1Th. 5:11 Wherefore comfort yourselves together, and edify one another, even as also ye do.
“Wherefore” – Based on the above truth…..
“comfort” = to call near, i.e. invite, invoke (by imploration, hortation or consolation):—beseech, call for, (be of good) comfort, desire, (give) exhort(-ation), intreat, pray.
“edify” = build, embolden; Webster – to instruct and improve, to teach or persuade.
In other words—Based on these truths, come together with one another, other believers, to strengthen one another when the times are tough and the enemy is trying to deceive you and/or cause you to doubt. When you get together, pray. There is truth to the old saying that there is strength in numbers. The Lord promises that where two or three are gathered together in His name, He is in the midst of them. He also promises that if we ask anything according to His will, it is ours.
Matt. 18:20 For where two or three are gathered together in my name, there am I in the midst of them.
1John 5:14 And this is the confidence that we have in him, that, if we ask any thing according to his will, he heareth us:
1John 5:15 And if we know that he hear us, whatsoever we ask, we know that we have the petitions that we desired of him.
Even as Paul gives these instructions, he acknowledges that they are already practicing what he is preaching.
The main truths presented:
I think it is also important to note that chapters four and five flow as part of a narrative as Paul seeks to encourage the faith of these believers. First, he talks about the believers being caught up and transformed to enjoy the presence of the Lord forever. Then he references the “day of the Lord” as a time that will follow that catching away and will be experienced by those who are “in the night,” unbelievers. He closes this section with the reminder that the believer has been rescued from the wrath of God by the work of Jesus on the cross. Nothing we do or don’t do as believers makes any difference as far as our deliverance from this wrath. Then, just as he did in the closing verse of chapter 4, Paul reminds the believers to comfort one another with these truths.
1Th. 5:12 And we beseech you, brethren, to know them which labour among you, and are over you in the Lord, and admonish you;
1Th. 5:13 And to esteem them very highly in love for their work’s sake. And be at peace among yourselves.

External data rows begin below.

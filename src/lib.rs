pub mod core;
pub mod editor;
pub mod notify;
pub mod select;
pub mod store;

pub use crate::core::mutate;
pub use crate::core::node::OptionNode;
pub use crate::core::path::{TreePath, TreePathParseError};
pub use crate::core::record::OptionRecord;

pub use crate::editor::expansion::ExpansionState;
pub use crate::editor::hierarchy::HierarchyEditor;
pub use crate::editor::leaf_list::{LeafListEditor, RecordField};
pub use crate::editor::rows::{RowKind, TreeRow, build_rows};
pub use crate::editor::session::EditorSession;

pub use crate::notify::{Notifier, Toast, ToastKind, ToastQueue};
pub use crate::select::{AnchorRect, ComboMatch, ComboOption, Combobox, PanelPlacement, Viewport};
pub use crate::store::{HttpStore, KeyValueStore, MemoryStore, StoreError, unwrap_payload};
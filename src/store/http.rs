use std::time::Duration;

use serde_json::Value;
use tracing::{debug, warn};

use super::{KeyValueStore, StoreError};

const REQUEST_TIMEOUT: Duration = Duration::from_secs(10);

/// Blocking client for the REST/KV backend: `GET {base}/{key}` reads the
/// stored value, `PUT {base}/{key}` replaces it wholesale.
pub struct HttpStore {
    base_url: String,
    agent: ureq::Agent,
}

impl HttpStore {
    pub fn new(base_url: impl Into<String>) -> Self {
        let base_url = base_url.into();
        Self {
            base_url: base_url.trim_end_matches('/').to_string(),
            agent: ureq::AgentBuilder::new().timeout(REQUEST_TIMEOUT).build(),
        }
    }

    fn url_for(&self, key: &str) -> String {
        format!("{}/{}", self.base_url, key)
    }
}

impl KeyValueStore for HttpStore {
    fn get(&self, key: &str) -> Result<Option<Value>, StoreError> {
        let url = self.url_for(key);
        debug!(key, %url, "kv get");
        match self.agent.get(&url).call() {
            Ok(response) => {
                let value: Value =
                    response
                        .into_json()
                        .map_err(|err| StoreError::MalformedPayload {
                            key: key.to_string(),
                            reason: err.to_string(),
                        })?;
                Ok(Some(value))
            }
            Err(ureq::Error::Status(404, _)) => Ok(None),
            Err(ureq::Error::Status(status, _)) => {
                warn!(key, status, "kv get failed");
                Err(StoreError::Status {
                    key: key.to_string(),
                    status,
                })
            }
            Err(err) => {
                warn!(key, error = %err, "kv get transport failure");
                Err(StoreError::Transport {
                    key: key.to_string(),
                    reason: err.to_string(),
                })
            }
        }
    }

    fn save(&self, key: &str, value: &Value) -> Result<(), StoreError> {
        let url = self.url_for(key);
        debug!(key, %url, "kv save");
        match self.agent.put(&url).send_json(value) {
            Ok(_) => Ok(()),
            Err(ureq::Error::Status(status, _)) => {
                warn!(key, status, "kv save failed");
                Err(StoreError::Status {
                    key: key.to_string(),
                    status,
                })
            }
            Err(err) => {
                warn!(key, error = %err, "kv save transport failure");
                Err(StoreError::Transport {
                    key: key.to_string(),
                    reason: err.to_string(),
                })
            }
        }
    }
}
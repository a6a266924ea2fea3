use optree::{OptionNode, OptionRecord, TreePath, mutate};
use proptest::prelude::*;

fn key() -> impl Strategy<Value = String> {
    "[a-zA-Z][a-zA-Z0-9_]{0,7}"
}

fn odd_key() -> impl Strategy<Value = String> {
    // Printable ASCII, including quotes, backslashes, dots, and brackets.
    "[ -~]{1,8}"
}

fn path() -> impl Strategy<Value = TreePath> {
    prop::collection::vec(key(), 1..4).prop_map(TreePath::new)
}

fn records() -> impl Strategy<Value = Vec<OptionRecord>> {
    prop::collection::vec("[a-z]{1,8}", 0..5).prop_map(|labels| {
        labels.into_iter().map(OptionRecord::labeled).collect()
    })
}

fn seeded_root() -> OptionNode {
    OptionNode::from_value(&serde_json::json!({
        "keep": [{"label": "A", "value": "a"}],
    }))
}

proptest! {
    #[test]
    fn set_then_get_round_trips(path in path(), items in records()) {
        let next = mutate::set_at(&OptionNode::empty_branch(), &path, items.clone());
        prop_assert_eq!(mutate::get_items_at(&next, &path), Some(items.as_slice()));
    }

    #[test]
    fn set_never_mutates_the_original(path in path(), items in records()) {
        let root = seeded_root();
        let before = root.clone();
        let _ = mutate::set_at(&root, &path, items);
        prop_assert_eq!(root, before);
    }

    #[test]
    fn healing_preserves_unrelated_siblings(path in path(), items in records()) {
        prop_assume!(path.keys()[0] != "keep");
        let next = mutate::set_at(&seeded_root(), &path, items);
        prop_assert_eq!(
            mutate::get_items_at(&next, &TreePath::from("keep")).map(<[_]>::len),
            Some(1)
        );
    }

    #[test]
    fn path_display_parse_round_trips(keys in prop::collection::vec(odd_key(), 0..4)) {
        let path = TreePath::new(keys);
        let parsed = TreePath::parse(&path.to_string()).expect("display output parses");
        prop_assert_eq!(parsed, path);
    }
}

In these verses Paul is reminding the Thessalonians to give the proper respect and consideration to those who are in spiritual leadership over them. These leaders should be easily recognizable as those who are willing to work to the point of fatigue for the spiritual health of those in the body of believers. They are also known for their willingness to remind the believers of spiritual truth and to warn them or gently reprove (from the Greek for admonish) them as necessary. These leaders should be respected and appreciated for their unselfish labor on behalf of the church and their true concern for the spiritual well being of fellow believers.
It’s always interesting that Paul has to continually remind believers to love one another and be at peace with one another, but it is still much needed advice for the church today. We, believers, are new creations in Christ, but we are still at war with the flesh and the attack of the enemy and his forces.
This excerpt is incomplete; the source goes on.